Directions for this task.
In the listing below, find each line with the string "world" and report it.

Available data.
▬▬▬▬▬▬

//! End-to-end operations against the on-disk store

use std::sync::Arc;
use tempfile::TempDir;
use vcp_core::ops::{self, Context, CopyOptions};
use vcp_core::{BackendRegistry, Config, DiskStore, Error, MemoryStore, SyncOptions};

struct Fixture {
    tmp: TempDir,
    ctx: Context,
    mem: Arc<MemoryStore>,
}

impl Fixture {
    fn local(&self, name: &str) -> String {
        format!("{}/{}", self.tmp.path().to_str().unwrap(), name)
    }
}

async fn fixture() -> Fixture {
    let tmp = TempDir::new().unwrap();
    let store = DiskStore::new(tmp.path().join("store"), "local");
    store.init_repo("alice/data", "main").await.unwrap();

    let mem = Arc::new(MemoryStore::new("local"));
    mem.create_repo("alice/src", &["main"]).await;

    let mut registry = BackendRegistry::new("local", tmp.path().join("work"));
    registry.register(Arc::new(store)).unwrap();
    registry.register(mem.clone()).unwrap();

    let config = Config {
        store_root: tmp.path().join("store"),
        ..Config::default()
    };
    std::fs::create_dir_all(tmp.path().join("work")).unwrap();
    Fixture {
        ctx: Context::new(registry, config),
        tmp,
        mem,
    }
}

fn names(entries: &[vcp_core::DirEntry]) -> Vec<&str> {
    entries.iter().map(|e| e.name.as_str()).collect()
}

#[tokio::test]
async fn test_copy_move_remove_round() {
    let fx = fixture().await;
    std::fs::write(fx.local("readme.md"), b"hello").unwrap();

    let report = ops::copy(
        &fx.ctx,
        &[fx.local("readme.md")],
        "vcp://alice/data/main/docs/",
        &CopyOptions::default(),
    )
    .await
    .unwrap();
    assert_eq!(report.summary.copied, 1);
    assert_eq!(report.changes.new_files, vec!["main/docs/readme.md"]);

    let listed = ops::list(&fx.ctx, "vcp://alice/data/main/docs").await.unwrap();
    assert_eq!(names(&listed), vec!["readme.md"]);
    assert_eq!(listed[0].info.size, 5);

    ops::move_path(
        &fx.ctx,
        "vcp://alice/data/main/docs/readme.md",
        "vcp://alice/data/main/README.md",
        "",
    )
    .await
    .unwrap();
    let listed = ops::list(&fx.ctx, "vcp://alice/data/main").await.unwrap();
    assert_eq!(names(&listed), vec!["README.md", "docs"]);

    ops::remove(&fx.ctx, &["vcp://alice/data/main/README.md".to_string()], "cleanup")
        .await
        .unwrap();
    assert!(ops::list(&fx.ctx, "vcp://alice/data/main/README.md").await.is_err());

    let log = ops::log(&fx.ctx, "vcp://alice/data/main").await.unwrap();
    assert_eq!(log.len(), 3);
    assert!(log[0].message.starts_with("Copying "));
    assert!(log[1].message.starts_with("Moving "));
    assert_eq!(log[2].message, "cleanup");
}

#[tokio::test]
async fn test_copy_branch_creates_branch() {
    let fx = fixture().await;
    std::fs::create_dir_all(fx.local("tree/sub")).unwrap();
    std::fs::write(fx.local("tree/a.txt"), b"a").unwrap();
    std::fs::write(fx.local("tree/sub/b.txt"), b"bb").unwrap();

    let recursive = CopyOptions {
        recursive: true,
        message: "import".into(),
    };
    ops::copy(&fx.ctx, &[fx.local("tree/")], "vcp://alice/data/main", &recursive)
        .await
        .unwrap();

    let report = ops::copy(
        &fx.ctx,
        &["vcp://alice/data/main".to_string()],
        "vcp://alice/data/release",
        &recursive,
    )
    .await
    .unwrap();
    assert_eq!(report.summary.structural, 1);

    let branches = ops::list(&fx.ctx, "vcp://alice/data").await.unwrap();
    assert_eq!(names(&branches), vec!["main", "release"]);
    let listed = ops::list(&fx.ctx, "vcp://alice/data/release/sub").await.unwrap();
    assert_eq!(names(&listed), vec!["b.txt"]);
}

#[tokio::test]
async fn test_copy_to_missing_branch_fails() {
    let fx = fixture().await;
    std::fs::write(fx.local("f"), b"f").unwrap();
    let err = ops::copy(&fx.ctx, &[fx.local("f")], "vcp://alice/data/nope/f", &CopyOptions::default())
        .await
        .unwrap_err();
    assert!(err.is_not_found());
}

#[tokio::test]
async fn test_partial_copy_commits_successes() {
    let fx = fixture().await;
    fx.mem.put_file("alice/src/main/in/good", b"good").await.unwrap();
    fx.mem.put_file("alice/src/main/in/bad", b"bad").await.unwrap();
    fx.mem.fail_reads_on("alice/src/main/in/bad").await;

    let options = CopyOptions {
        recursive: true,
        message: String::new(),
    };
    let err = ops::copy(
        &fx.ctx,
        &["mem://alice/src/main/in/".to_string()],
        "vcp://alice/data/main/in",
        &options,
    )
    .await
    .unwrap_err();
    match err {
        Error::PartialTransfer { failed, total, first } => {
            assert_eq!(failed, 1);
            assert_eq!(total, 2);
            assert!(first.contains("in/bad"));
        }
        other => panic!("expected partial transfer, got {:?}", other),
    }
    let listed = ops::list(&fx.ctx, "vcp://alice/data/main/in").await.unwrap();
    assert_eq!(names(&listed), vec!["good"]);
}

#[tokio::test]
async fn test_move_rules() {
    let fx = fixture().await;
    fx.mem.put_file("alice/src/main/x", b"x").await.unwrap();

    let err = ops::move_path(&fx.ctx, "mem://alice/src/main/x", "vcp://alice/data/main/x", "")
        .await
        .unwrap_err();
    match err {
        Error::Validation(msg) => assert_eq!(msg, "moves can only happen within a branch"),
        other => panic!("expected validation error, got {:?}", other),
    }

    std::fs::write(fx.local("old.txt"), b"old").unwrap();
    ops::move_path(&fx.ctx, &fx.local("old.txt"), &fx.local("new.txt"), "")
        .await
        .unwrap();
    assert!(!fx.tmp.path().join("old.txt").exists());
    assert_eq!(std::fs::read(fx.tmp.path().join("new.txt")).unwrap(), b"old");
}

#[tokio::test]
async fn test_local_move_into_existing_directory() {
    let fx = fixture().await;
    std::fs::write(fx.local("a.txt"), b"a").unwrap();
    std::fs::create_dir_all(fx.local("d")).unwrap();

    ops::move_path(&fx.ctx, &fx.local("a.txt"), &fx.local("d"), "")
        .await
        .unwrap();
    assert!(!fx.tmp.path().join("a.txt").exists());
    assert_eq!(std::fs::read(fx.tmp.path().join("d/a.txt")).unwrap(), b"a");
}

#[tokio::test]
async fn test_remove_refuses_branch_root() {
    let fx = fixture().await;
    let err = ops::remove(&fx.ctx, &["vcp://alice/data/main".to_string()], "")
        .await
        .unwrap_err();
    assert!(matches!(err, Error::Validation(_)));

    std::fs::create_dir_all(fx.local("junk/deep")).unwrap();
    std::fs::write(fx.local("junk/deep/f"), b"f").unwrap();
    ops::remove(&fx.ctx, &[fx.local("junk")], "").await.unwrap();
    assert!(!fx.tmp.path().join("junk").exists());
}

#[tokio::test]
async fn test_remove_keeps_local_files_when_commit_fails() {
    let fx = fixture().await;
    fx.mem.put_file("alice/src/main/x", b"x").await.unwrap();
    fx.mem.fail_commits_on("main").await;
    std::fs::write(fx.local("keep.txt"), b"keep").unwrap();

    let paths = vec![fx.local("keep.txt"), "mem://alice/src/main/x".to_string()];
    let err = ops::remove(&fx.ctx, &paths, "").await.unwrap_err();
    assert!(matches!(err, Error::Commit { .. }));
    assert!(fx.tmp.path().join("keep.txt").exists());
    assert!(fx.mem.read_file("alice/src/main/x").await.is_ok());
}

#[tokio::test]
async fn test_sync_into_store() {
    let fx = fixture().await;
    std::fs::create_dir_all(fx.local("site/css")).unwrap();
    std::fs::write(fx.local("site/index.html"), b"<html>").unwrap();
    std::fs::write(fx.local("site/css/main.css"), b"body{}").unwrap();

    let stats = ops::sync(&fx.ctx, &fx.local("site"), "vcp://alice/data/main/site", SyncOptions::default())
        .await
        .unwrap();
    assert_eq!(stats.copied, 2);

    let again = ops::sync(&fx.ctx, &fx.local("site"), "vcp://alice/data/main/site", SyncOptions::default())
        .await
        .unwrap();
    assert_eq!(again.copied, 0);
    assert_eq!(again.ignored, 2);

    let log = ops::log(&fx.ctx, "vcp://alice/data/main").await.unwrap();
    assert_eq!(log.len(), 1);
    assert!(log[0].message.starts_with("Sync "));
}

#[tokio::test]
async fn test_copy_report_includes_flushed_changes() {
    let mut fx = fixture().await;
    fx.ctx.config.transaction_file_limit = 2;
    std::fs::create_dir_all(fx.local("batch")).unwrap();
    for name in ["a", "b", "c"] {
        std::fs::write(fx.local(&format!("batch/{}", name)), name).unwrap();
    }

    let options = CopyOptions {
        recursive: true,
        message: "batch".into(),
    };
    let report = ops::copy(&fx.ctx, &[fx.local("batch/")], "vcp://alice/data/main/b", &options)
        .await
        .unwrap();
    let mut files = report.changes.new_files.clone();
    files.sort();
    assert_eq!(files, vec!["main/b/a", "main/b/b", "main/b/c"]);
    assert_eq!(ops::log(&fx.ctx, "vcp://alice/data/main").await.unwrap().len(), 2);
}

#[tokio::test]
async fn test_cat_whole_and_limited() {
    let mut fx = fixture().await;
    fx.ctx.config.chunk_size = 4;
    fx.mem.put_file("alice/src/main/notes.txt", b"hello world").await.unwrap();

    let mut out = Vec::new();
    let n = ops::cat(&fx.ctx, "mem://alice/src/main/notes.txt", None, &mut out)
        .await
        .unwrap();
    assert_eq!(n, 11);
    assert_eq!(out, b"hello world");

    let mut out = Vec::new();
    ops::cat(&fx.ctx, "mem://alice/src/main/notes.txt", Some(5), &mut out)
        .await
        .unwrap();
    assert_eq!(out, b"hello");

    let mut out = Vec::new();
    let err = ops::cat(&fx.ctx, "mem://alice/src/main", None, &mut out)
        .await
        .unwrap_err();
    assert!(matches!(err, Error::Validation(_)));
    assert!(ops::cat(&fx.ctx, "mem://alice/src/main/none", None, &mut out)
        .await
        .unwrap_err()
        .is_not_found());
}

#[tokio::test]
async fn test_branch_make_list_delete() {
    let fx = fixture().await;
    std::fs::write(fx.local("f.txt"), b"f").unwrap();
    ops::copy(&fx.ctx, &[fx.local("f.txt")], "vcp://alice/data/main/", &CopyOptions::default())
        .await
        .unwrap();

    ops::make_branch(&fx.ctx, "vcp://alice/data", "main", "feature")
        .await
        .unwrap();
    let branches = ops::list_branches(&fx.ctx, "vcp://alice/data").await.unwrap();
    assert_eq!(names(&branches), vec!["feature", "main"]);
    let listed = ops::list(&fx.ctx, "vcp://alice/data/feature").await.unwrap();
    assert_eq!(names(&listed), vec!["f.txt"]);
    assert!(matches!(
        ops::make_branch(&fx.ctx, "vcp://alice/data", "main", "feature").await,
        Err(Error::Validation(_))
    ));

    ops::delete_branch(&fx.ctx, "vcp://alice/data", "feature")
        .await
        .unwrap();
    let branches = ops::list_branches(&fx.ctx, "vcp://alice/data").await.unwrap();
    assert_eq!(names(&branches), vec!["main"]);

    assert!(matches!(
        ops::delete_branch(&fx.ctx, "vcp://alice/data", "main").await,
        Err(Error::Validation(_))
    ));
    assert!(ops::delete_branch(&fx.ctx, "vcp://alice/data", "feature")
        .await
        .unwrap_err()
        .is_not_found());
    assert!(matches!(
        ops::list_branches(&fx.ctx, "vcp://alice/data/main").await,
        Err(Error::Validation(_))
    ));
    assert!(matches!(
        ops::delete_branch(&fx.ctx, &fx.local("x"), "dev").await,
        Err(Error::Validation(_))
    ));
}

▬▬▬▬▬▬

Problem solution.
    fx.mem.put_file("alice/src/main/notes.txt", b"hello world").await.unwrap();
    assert_eq!(out, b"hello world");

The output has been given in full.